A word-for-word copy of the whole listing is the required answer.

(Data under study begins)

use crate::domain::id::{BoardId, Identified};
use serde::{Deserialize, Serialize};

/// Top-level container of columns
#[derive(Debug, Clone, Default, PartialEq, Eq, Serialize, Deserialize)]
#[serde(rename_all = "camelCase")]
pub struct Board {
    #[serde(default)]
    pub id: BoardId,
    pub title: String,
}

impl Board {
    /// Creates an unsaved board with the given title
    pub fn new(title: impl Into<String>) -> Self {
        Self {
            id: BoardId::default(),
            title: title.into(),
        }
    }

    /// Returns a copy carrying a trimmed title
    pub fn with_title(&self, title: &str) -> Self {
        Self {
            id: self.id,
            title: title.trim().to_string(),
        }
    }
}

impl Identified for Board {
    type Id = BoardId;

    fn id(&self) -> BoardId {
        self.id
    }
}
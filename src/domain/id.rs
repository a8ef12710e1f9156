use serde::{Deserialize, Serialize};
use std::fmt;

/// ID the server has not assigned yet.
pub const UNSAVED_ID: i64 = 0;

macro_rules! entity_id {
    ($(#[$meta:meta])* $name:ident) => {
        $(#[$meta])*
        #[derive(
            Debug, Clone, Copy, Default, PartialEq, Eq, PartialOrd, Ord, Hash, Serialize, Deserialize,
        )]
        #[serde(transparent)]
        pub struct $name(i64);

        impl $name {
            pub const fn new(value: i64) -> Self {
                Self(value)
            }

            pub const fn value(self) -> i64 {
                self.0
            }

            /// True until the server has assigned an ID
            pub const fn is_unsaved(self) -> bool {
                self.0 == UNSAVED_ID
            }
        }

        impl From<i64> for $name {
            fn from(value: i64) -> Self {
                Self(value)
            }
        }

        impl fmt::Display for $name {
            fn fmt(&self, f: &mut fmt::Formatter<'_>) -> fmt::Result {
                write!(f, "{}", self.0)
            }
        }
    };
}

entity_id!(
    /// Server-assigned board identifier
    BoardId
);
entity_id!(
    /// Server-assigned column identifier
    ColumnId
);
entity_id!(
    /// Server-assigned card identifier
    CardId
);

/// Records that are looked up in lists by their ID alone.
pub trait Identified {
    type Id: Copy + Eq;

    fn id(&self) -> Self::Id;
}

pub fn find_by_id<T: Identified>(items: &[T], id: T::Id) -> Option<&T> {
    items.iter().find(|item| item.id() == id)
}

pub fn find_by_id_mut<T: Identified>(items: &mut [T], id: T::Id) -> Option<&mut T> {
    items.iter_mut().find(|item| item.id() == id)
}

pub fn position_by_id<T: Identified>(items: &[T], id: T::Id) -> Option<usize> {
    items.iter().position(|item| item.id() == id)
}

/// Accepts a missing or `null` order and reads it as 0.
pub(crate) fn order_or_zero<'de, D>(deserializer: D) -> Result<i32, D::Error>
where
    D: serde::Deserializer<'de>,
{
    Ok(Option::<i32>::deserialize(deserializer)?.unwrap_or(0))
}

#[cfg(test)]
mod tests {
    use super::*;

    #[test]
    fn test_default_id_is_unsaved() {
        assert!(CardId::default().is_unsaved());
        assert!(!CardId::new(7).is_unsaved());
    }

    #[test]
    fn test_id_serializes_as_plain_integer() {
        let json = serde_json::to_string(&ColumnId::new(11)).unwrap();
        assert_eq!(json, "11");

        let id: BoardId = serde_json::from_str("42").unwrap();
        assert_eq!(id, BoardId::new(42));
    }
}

(Data under study ends)

* **Response**:
use crate::domain::id::{BoardId, Identified};
use serde::{Deserialize, Serialize};

/// Top-level container of columns
#[derive(Debug, Clone, Default, PartialEq, Eq, Serialize, Deserialize)]
#[serde(rename_all = "camelCase")]
pub struct Board {
    #[serde(default)]
    pub id: BoardId,
    pub title: String,
}

impl Board {
    /// Creates an unsaved board with the given title
    pub fn new(title: impl Into<String>) -> Self {
        Self {
            id: BoardId::default(),
            title: title.into(),
        }
    }

    /// Returns a copy carrying a trimmed title
    pub fn with_title(&self, title: &str) -> Self {
        Self {
            id: self.id,
            title: title.trim().to_string(),
        }
    }
}

impl Identified for Board {
    type Id = BoardId;

    fn id(&self) -> BoardId {
        self.id
    }
}
filename src/domain/id.rs
repository a8ef12710e1f9156
use serde::{Deserialize, Serialize};
use std::fmt;

/// ID the server has not assigned yet.
pub const UNSAVED_ID: i64 = 0;

macro_rules! entity_id {
    ($(#[$meta:meta])* $name:ident) => {
        $(#[$meta])*
        #[derive(
            Debug, Clone, Copy, Default, PartialEq, Eq, PartialOrd, Ord, Hash, Serialize, Deserialize,
        )]
        #[serde(transparent)]
        pub struct $name(i64);

        impl $name {
            pub const fn new(value: i64) -> Self {
                Self(value)
            }

            pub const fn value(self) -> i64 {
                self.0
            }

            /// True until the server has assigned an ID
            pub const fn is_unsaved(self) -> bool {
                self.0 == UNSAVED_ID
            }
        }

        impl From<i64> for $name {
            fn from(value: i64) -> Self {
                Self(value)
            }
        }

        impl fmt::Display for $name {
            fn fmt(&self, f: &mut fmt::Formatter<'_>) -> fmt::Result {
                write!(f, "{}", self.0)
            }
        }
    };
}

entity_id!(
    /// Server-assigned board identifier
    BoardId
);
entity_id!(
    /// Server-assigned column identifier
    ColumnId
);
entity_id!(
    /// Server-assigned card identifier
    CardId
);

/// Records that are looked up in lists by their ID alone.
pub trait Identified {
    type Id: Copy + Eq;

    fn id(&self) -> Self::Id;
}

pub fn find_by_id<T: Identified>(items: &[T], id: T::Id) -> Option<&T> {
    items.iter().find(|item| item.id() == id)
}

pub fn find_by_id_mut<T: Identified>(items: &mut [T], id: T::Id) -> Option<&mut T> {
    items.iter_mut().find(|item| item.id() == id)
}

pub fn position_by_id<T: Identified>(items: &[T], id: T::Id) -> Option<usize> {
    items.iter().position(|item| item.id() == id)
}

/// Accepts a missing or `null` order and reads it as 0.
pub(crate) fn order_or_zero<'de, D>(deserializer: D) -> Result<i32, D::Error>
where
    D: serde::Deserializer<'de>,
{
    Ok(Option::<i32>::deserialize(deserializer)?.unwrap_or(0))
}

#[cfg(test)]
mod tests {
    use super::*;

    #[test]
    fn test_default_id_is_unsaved() {
        assert!(CardId::default().is_unsaved());
        assert!(!CardId::new(7).is_unsaved());
    }

    #[test]
    fn test_id_serializes_as_plain_integer() {
        let json = serde_json::to_string(&ColumnId::new(11)).unwrap();
        assert_eq!(json, "11");

        let id: BoardId = serde_json::from_str("42").unwrap();
        assert_eq!(id, BoardId::new(42));
    }
}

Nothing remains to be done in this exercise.